_Data listing_
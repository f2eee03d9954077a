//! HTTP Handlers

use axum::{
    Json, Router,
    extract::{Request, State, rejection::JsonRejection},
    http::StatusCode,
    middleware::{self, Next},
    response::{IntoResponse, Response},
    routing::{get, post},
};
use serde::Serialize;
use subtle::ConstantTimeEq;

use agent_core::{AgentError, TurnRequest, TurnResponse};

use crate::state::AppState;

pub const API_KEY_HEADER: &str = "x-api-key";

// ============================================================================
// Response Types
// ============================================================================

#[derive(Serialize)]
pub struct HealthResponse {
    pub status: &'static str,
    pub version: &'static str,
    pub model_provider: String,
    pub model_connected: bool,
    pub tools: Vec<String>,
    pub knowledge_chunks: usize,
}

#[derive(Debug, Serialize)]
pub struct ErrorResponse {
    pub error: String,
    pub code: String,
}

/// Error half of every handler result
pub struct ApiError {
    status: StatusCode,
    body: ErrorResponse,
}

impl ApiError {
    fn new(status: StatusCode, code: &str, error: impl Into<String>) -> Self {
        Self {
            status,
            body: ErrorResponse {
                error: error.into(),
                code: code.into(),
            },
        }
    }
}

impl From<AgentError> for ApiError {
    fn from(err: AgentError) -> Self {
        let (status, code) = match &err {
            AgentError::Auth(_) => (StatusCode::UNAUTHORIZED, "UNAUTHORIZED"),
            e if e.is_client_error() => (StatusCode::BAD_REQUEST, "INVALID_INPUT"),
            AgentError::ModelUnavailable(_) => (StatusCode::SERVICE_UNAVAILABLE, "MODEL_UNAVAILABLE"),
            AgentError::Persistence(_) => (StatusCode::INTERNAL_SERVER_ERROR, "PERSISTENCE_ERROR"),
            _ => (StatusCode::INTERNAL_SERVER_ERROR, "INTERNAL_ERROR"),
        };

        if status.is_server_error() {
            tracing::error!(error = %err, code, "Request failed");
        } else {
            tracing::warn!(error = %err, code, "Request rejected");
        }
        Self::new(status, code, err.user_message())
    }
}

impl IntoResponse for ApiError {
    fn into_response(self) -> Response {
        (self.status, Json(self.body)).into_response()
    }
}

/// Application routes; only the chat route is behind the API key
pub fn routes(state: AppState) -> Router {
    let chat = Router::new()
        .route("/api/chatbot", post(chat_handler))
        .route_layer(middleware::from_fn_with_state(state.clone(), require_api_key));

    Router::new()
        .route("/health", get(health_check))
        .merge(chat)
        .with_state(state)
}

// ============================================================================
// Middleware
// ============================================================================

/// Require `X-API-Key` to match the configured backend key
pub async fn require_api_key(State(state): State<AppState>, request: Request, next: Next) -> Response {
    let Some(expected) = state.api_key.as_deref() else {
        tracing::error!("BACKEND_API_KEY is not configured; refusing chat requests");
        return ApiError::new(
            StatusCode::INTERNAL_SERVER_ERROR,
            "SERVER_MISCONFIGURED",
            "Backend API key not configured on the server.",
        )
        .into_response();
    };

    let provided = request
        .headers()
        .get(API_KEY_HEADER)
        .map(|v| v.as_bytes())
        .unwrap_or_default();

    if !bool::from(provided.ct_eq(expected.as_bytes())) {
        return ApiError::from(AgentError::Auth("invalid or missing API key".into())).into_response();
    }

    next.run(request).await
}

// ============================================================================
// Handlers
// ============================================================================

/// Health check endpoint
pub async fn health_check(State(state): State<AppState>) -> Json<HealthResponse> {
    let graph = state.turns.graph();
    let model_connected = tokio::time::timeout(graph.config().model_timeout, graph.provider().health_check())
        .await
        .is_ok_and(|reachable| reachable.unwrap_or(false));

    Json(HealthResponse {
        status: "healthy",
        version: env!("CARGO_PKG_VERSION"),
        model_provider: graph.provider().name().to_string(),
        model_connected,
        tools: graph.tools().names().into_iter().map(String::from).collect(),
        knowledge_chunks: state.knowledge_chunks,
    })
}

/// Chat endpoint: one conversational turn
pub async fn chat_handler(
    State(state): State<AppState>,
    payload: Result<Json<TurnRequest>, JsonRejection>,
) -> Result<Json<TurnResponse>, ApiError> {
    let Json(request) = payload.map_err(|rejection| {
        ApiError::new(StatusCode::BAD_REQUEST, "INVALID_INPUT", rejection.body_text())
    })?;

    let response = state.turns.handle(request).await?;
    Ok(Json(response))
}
* * *
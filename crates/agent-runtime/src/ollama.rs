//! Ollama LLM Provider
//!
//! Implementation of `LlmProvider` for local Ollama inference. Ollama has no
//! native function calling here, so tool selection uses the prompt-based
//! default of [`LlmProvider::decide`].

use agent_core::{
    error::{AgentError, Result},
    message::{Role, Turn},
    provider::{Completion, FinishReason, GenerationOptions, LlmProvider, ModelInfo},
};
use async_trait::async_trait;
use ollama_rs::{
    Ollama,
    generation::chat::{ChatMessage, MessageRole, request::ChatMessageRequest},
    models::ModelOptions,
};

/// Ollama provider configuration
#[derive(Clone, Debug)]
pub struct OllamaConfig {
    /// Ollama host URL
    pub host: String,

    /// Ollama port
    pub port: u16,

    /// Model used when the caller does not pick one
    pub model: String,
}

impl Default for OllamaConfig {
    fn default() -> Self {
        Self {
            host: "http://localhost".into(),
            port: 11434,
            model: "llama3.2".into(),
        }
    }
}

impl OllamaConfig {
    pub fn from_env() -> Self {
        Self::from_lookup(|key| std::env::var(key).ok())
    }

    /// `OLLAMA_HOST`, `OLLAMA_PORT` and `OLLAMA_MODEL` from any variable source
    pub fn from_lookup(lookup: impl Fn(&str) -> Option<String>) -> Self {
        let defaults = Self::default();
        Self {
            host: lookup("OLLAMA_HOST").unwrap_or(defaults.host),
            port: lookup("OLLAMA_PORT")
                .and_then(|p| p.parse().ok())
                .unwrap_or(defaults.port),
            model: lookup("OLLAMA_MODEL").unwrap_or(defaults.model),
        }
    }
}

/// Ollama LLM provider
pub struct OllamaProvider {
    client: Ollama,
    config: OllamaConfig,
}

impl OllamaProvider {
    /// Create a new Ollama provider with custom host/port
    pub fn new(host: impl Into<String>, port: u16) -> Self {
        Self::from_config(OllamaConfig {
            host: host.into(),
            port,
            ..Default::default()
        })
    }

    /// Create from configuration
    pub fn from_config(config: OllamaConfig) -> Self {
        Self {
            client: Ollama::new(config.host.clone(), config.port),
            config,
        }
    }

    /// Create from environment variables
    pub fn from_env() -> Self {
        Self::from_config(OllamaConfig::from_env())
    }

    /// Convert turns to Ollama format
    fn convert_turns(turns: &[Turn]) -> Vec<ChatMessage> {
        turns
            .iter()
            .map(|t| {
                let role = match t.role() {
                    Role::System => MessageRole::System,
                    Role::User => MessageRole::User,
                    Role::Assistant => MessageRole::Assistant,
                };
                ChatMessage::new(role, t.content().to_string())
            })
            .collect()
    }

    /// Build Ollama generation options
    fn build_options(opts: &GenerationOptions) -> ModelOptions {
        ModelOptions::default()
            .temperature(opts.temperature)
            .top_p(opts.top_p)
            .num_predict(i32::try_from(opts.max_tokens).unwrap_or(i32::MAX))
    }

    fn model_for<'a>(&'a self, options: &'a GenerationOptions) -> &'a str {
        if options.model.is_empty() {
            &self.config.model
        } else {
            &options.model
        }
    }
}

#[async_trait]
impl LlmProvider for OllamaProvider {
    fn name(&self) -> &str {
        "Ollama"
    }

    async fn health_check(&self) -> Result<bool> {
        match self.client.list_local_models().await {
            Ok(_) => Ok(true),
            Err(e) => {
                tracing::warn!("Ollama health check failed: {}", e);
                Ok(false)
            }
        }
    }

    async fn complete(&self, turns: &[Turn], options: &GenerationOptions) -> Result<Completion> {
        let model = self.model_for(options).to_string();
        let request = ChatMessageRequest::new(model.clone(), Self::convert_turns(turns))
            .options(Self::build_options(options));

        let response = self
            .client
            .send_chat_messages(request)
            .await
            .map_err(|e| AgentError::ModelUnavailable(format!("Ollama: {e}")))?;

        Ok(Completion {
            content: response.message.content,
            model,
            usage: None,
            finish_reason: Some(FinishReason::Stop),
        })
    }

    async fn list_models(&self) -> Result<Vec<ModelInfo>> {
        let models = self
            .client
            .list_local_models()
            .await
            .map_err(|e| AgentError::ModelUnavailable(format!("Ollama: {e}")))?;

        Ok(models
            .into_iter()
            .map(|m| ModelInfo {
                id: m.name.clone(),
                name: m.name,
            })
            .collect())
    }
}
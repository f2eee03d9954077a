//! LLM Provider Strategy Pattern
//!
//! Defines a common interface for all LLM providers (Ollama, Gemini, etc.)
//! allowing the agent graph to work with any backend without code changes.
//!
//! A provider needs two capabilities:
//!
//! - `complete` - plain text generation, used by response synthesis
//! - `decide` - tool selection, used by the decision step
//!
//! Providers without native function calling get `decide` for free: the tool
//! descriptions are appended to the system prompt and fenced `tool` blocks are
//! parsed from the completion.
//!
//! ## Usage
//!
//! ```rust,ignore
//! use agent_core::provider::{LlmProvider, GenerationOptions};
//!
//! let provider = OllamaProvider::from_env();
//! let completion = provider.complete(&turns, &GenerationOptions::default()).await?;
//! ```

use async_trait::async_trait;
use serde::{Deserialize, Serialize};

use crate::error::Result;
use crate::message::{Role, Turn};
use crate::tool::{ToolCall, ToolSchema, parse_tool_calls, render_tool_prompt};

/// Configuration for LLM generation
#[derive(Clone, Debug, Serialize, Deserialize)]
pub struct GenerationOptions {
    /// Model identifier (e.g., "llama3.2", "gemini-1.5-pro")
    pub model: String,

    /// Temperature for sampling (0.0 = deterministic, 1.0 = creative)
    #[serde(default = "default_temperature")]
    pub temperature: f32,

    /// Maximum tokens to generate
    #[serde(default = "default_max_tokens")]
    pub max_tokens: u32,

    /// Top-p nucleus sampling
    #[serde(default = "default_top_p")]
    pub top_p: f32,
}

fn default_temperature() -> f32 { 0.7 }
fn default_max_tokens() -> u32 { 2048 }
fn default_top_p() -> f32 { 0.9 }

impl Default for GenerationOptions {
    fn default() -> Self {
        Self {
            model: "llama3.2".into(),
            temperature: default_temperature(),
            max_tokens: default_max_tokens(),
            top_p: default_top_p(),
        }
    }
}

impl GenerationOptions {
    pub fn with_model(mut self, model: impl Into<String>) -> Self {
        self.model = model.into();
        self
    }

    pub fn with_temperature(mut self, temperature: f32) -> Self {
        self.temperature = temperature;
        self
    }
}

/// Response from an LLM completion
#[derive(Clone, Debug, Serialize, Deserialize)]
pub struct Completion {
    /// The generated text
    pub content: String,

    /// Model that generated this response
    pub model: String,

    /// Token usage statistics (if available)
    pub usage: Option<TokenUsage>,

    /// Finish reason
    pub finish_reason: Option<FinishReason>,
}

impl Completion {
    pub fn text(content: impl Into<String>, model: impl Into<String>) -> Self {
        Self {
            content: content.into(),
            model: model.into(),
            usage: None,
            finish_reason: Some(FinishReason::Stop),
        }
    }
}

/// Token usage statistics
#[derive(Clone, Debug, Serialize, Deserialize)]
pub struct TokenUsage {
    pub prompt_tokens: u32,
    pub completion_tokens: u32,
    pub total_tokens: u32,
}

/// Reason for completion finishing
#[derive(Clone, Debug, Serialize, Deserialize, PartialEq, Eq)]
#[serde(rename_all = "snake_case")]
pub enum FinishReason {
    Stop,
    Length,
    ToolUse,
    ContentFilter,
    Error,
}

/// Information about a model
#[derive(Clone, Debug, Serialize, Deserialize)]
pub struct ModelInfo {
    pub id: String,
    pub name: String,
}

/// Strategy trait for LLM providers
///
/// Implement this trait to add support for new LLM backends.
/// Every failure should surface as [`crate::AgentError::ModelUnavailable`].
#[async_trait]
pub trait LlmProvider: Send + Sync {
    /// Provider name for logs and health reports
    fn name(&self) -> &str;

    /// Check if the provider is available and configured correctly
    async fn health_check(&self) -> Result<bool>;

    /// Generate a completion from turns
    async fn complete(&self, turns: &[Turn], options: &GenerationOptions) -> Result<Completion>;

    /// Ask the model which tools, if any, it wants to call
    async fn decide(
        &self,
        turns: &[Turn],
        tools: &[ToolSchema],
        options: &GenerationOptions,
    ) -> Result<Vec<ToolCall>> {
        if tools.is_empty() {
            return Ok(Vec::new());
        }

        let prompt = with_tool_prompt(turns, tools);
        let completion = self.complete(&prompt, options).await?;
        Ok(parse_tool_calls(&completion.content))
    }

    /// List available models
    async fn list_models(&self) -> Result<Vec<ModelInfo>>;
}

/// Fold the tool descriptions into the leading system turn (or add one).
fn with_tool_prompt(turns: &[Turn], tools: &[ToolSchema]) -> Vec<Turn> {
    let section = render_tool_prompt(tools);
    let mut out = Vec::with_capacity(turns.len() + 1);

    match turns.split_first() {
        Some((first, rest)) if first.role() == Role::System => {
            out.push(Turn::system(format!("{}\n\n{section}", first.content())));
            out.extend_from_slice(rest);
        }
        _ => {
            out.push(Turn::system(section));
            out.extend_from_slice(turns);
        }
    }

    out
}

_Problem statement_
Note every line above where the string "ModelInfo" shows up, and copy those lines.

_Response to the task_
    provider::{Completion, FinishReason, GenerationOptions, LlmProvider, ModelInfo},
    async fn list_models(&self) -> Result<Vec<ModelInfo>> {
            .map(|m| ModelInfo {
pub struct ModelInfo {
    async fn list_models(&self) -> Result<Vec<ModelInfo>>;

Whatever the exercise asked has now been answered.